Note – some log types might not populate the ‘Computer’ field – see requirements for IIS Logs http://blogs.technet.com/b/momteam/archive/2014/09/19/iis-log-format-requirements-in-system-center-advisor.aspx
By drilling down into one of the computers, you will see all of its data, and you can then get a breakdown by any of the dimensions in the data with the measure count() command. A first easy assessment to understand what volume of data is to get a count of record grouped by each ‘Type’ (or even more simply, peek at the ‘Type’ facet/filter on the left side under ‘narrow your results’):
In this screenshot you can see what data my laptop had sent in the first few hours – Security Events and other Windows Events account for the majority of the data, followed by a few configuration changes and just 1 record of each type for those assessment that run infrequently. Exporting this to Excel I can quickly get a percentage and understand what’s the relative ‘weight’ of each Type.
Similar to the ‘servers connected directly’ drill-down, each Operations Manager management group has a similar drill down where the actual (real, in this case) management group ID is used to filter the data.
If you don’t want to look at directly connected agents and Operations Manager agents separately, you can run the same Measure command against a star ‘*’ filter – which means ‘all data’:
* | Measure Max(TimeGenerated) as LastData by Computer | Sort Computer
or get the same breakdown by type for the whole environment, to better understand my overall ‘usage’
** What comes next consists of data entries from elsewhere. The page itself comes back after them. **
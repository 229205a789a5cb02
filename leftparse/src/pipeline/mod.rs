//! End-to-end parse: text -> tokens -> terminal indices -> oracle ->
//! production symbols -> tree

mod error;
mod result;

pub use error::PipelineError;
pub use result::PipelineResult;

use crate::config::runtime::{BuilderPreferences, LexicalPreferences};
use crate::grammar::GrammarTable;
use crate::input::{self, SourceInput};
use crate::lexical;
use crate::logging;
use crate::oracle::{self, ParseOracle};
use crate::terminals::TerminalIndexMapper;
use crate::tree::TreeBuilder;
use std::path::Path;
use std::time::Instant;

/// Grammar, terminal alphabet and oracle used for every input of a run
pub struct Parser<'a> {
    grammar: &'a GrammarTable,
    terminals: TerminalIndexMapper,
    oracle: &'a dyn ParseOracle,
    lexical_preferences: LexicalPreferences,
    builder_preferences: BuilderPreferences,
}

impl<'a> Parser<'a> {
    /// Uses the terminal alphabet declared by `grammar`
    pub fn new(grammar: &'a GrammarTable, oracle: &'a dyn ParseOracle) -> Self {
        Self {
            grammar,
            terminals: grammar.terminals().clone(),
            oracle,
            lexical_preferences: LexicalPreferences::default(),
            builder_preferences: BuilderPreferences::default(),
        }
    }

    pub fn with_terminals(mut self, terminals: TerminalIndexMapper) -> Self {
        self.terminals = terminals;
        self
    }

    pub fn with_lexical_preferences(mut self, preferences: LexicalPreferences) -> Self {
        self.lexical_preferences = preferences;
        self
    }

    pub fn with_builder_preferences(mut self, preferences: BuilderPreferences) -> Self {
        self.builder_preferences = preferences;
        self
    }

    pub fn grammar(&self) -> &'a GrammarTable {
        self.grammar
    }

    pub fn terminals(&self) -> &TerminalIndexMapper {
        &self.terminals
    }

    /// Run every stage over `text`
    pub fn parse(&self, text: &str) -> Result<PipelineResult, PipelineError> {
        let start_time = Instant::now();

        let tokens = lexical::tokenize_with_preferences(text, self.lexical_preferences.clone())?;
        let terminal_indices = self.terminals.map_stream(&tokens)?;
        let derivation = oracle::invoke(self.oracle, &terminal_indices)?;
        let symbols = oracle::decode_derivation(&derivation, self.grammar)?;
        let tree = TreeBuilder::with_preferences(self.grammar, self.builder_preferences.clone())
            .build(&symbols, tokens.tokens())?;

        Ok(PipelineResult {
            tokens,
            terminal_indices,
            derivation,
            tree,
            duration: start_time.elapsed(),
        })
    }
}

/// Parse one input with its name attached to every log event
pub fn process_source(
    input: &SourceInput,
    parser: &Parser<'_>,
) -> Result<PipelineResult, PipelineError> {
    logging::with_input_context(&input.name, || {
        crate::log_info!("Starting parse pipeline",
            "input" => input.name,
            "bytes" => input.size
        );

        let result = parser.parse(&input.text)?;
        result.log_success(&input.name);
        Ok(result)
    })
}

/// Load a file and parse it
pub fn process_file(path: &Path, parser: &Parser<'_>) -> Result<PipelineResult, PipelineError> {
    let source = input::load_file(path)?;
    process_source(&source, parser)
}

#[cfg(test)]
mod tests {
    use super::*;
    use crate::lexical::LexerError;
    use crate::oracle::{OracleError, ReplayOracle};
    use crate::tokens::TerminalClass;
    use crate::tree::BuildError;
    use assert_matches::assert_matches;
    use std::cell::RefCell;
    use std::io::Write;

    #[test]
    fn test_pair_of_atoms_end_to_end() {
        let grammar = GrammarTable::sexp();
        let seen = RefCell::new(Vec::new());
        let oracle = |terminals: &[u32]| -> Result<Vec<u32>, OracleError> {
            seen.borrow_mut().extend_from_slice(terminals);
            Ok(vec![2, 3, 0])
        };
        let parser = Parser::new(&grammar, &oracle);

        let source = input::from_text("inline", "(a1 b2)").unwrap();
        let result = process_source(&source, &parser).unwrap();

        assert_eq!(result.tokens.lexemes(), vec!["(", "a1", "b2", ")"]);
        assert_eq!(
            result.tokens.classes(),
            vec![
                TerminalClass::LeftParen,
                TerminalClass::Atom,
                TerminalClass::Atom,
                TerminalClass::RightParen
            ]
        );
        assert_eq!(result.terminal_indices, vec![1, 0, 0, 2]);
        assert_eq!(*seen.borrow(), vec![1, 0, 0, 2]);
        assert_eq!(result.derivation, vec![2, 3, 0]);
        assert_eq!(
            result.tree.to_string(),
            "Node(Sexp2, [Node(\"(\"), Node(Sexp3, [Node(\"a1\"), Node(Sexp0, [Node(\"b2\")])]), Node(\")\")])"
        );
    }

    #[test]
    fn test_lexer_failure_stops_before_oracle() {
        let grammar = GrammarTable::sexp();
        let oracle = |_: &[u32]| -> Result<Vec<u32>, OracleError> {
            panic!("oracle must not be called")
        };
        let parser = Parser::new(&grammar, &oracle);

        let error = parser.parse("(a $)").unwrap_err();
        assert_matches!(
            error,
            PipelineError::LexicalAnalysis(LexerError::InvalidCharacter { character: '$', .. })
        );
        assert_eq!(error.category(), "Lexical");
    }

    #[test]
    fn test_oracle_error_propagates_unchanged() {
        let grammar = GrammarTable::sexp();
        let oracle = |_: &[u32]| -> Result<Vec<u32>, OracleError> {
            Err(OracleError::malformed("no derivation"))
        };
        let parser = Parser::new(&grammar, &oracle);

        assert_eq!(
            parser.parse("x").unwrap_err(),
            PipelineError::Oracle(OracleError::malformed("no derivation"))
        );
    }

    #[test]
    fn test_unknown_production_index() {
        let grammar = GrammarTable::sexp();
        let oracle = ReplayOracle::new(vec![0, 42]);
        let parser = Parser::new(&grammar, &oracle);

        assert_matches!(
            parser.parse("x"),
            Err(PipelineError::Oracle(OracleError::UnknownProduction { index: 42, position: 1 }))
        );
    }

    #[test]
    fn test_build_error_is_wrapped() {
        let grammar = GrammarTable::sexp();
        let oracle = ReplayOracle::new(vec![5]);
        let parser = Parser::new(&grammar, &oracle);

        let error = parser.parse("()").unwrap_err();
        assert_matches!(
            error,
            PipelineError::TreeConstruction(BuildError::TrailingInput { remaining_tokens: 2, .. })
        );
        assert_eq!(error.error_code(), crate::logging::codes::builder::TRAILING_INPUT);
    }

    #[test]
    fn test_custom_terminal_alphabet() {
        let grammar = GrammarTable::sexp();
        let oracle = ReplayOracle::new(vec![0]);
        let terminals = TerminalIndexMapper::from_assignments([
            (TerminalClass::Atom, 7),
            (TerminalClass::LeftParen, 8),
            (TerminalClass::RightParen, 9),
        ])
        .unwrap();
        let parser = Parser::new(&grammar, &oracle).with_terminals(terminals);

        let result = parser.parse("abc").unwrap();
        assert_eq!(result.terminal_indices, vec![7]);
        assert_eq!(result.tree.to_string(), "Node(Sexp0, [Node(\"abc\")])");
    }

    #[test]
    fn test_stage_events_are_tagged_with_input() {
        let memory = crate::logging::capture();
        let grammar = GrammarTable::sexp();
        let oracle = ReplayOracle::new(vec![2, 5]);
        let parser = Parser::new(&grammar, &oracle);

        let source = input::from_text("events-ok", "()").unwrap();
        process_source(&source, &parser).unwrap();

        let codes: Vec<_> = memory
            .events_for_input("events-ok")
            .into_iter()
            .map(|event| event.code)
            .collect();
        assert!(codes.contains(&crate::logging::codes::success::TOKENIZATION_COMPLETE));
        assert!(codes.contains(&crate::logging::codes::success::TREE_CONSTRUCTION_COMPLETE));
        assert_eq!(
            codes.last(),
            Some(&crate::logging::codes::success::PIPELINE_COMPLETE)
        );
    }

    #[test]
    fn test_failure_event_is_tagged_with_input() {
        let memory = crate::logging::capture();
        let grammar = GrammarTable::sexp();
        let oracle = ReplayOracle::new(vec![5]);
        let parser = Parser::new(&grammar, &oracle);

        let source = input::from_text("events-err", "(a $)").unwrap();
        assert!(process_source(&source, &parser).is_err());

        let errors: Vec<_> = memory
            .events_for_input("events-err")
            .into_iter()
            .filter(|event| event.is_error())
            .collect();
        assert_eq!(errors.len(), 1);
        assert_eq!(errors[0].code, crate::logging::codes::lexical::INVALID_CHARACTER);
    }

    #[test]
    fn test_process_file() {
        let mut file = tempfile::NamedTempFile::new().unwrap();
        writeln!(file, "( )").unwrap();

        let grammar = GrammarTable::sexp();
        let oracle = ReplayOracle::new(vec![2, 5]);
        let parser = Parser::new(&grammar, &oracle);

        let result = process_file(file.path(), &parser).unwrap();
        assert_eq!(
            result.tree.to_string(),
            "Node(Sexp2, [Node(\"(\"), Node(Sexp5), Node(\")\")])"
        );
    }

    #[test]
    fn test_process_missing_file() {
        let dir = tempfile::tempdir().unwrap();
        let grammar = GrammarTable::sexp();
        let oracle = ReplayOracle::new(vec![5]);
        let parser = Parser::new(&grammar, &oracle);

        assert_matches!(
            process_file(&dir.path().join("none.sexp"), &parser),
            Err(PipelineError::Input(_))
        );
    }
}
* | Measure count() by Type
this query is, btw, among the seeded ‘Saved Searches’ in the Portal. It’s under the ‘general exploration’ category, and named ‘Distribution of data types’:
Another interesting field you need to know about is ‘SourceSystem’: since Operational Insights can index data send by agents/management groups or ingest directly from Windows Azure Diagnostics (WAD) storage (typically for PaaS or IaaS Azure role instances), this field tracks where the data comes from. You’ll see there are a couple of varieties of ‘Operations Manager’ (‘OpsManager’, ‘OpsMgr’ – depending on intelligence pack/workflow) that essentially mean this data is ‘agent based’ (either directly connected agent or Operations Manager – but the data comes from the agent-style channel). On the contrary, some data for Log Management is tagged with SourceSystem=AzureStorage, to indicate that data is coming from WAD.
* | Measure Max(TimeGenerated) as LastData by SourceSystem
and besides freshness, you can, again, also see quantities with measure count() command
* | Measure count() by SourceSystem
Here you see in my environment, most data is agent-based and only a little is coming from WAD. YMMV.
Filtering by SourceSystem=AzureStorage, you can use some of the same techniques above to check what type of data is coming from one type of connection as opposed to the other one.
SourceSystem=AzureStorage | measure count() by Computer
SourceSystem=AzureStorage | measure count() by Type
Last note, records coming from WAD (SourceSystem=AzureStorage) also feature some additional Azure-specific properties, when compared to their agent-based equivalents, i.e. try grouping based on Deployment Id:
SourceSystem=AzureStorage | measure count() by AzureDeploymentID
Often a few more properties (depending on type) are also present referring to Role, RoleInstance and other Azure concepts.
I hope this was useful to understand how to slice and dice your data to understand usage patterns, machines that are not reporting, discover those that are sending the most data, and in general to get a better understanding of what data is flowing in the system.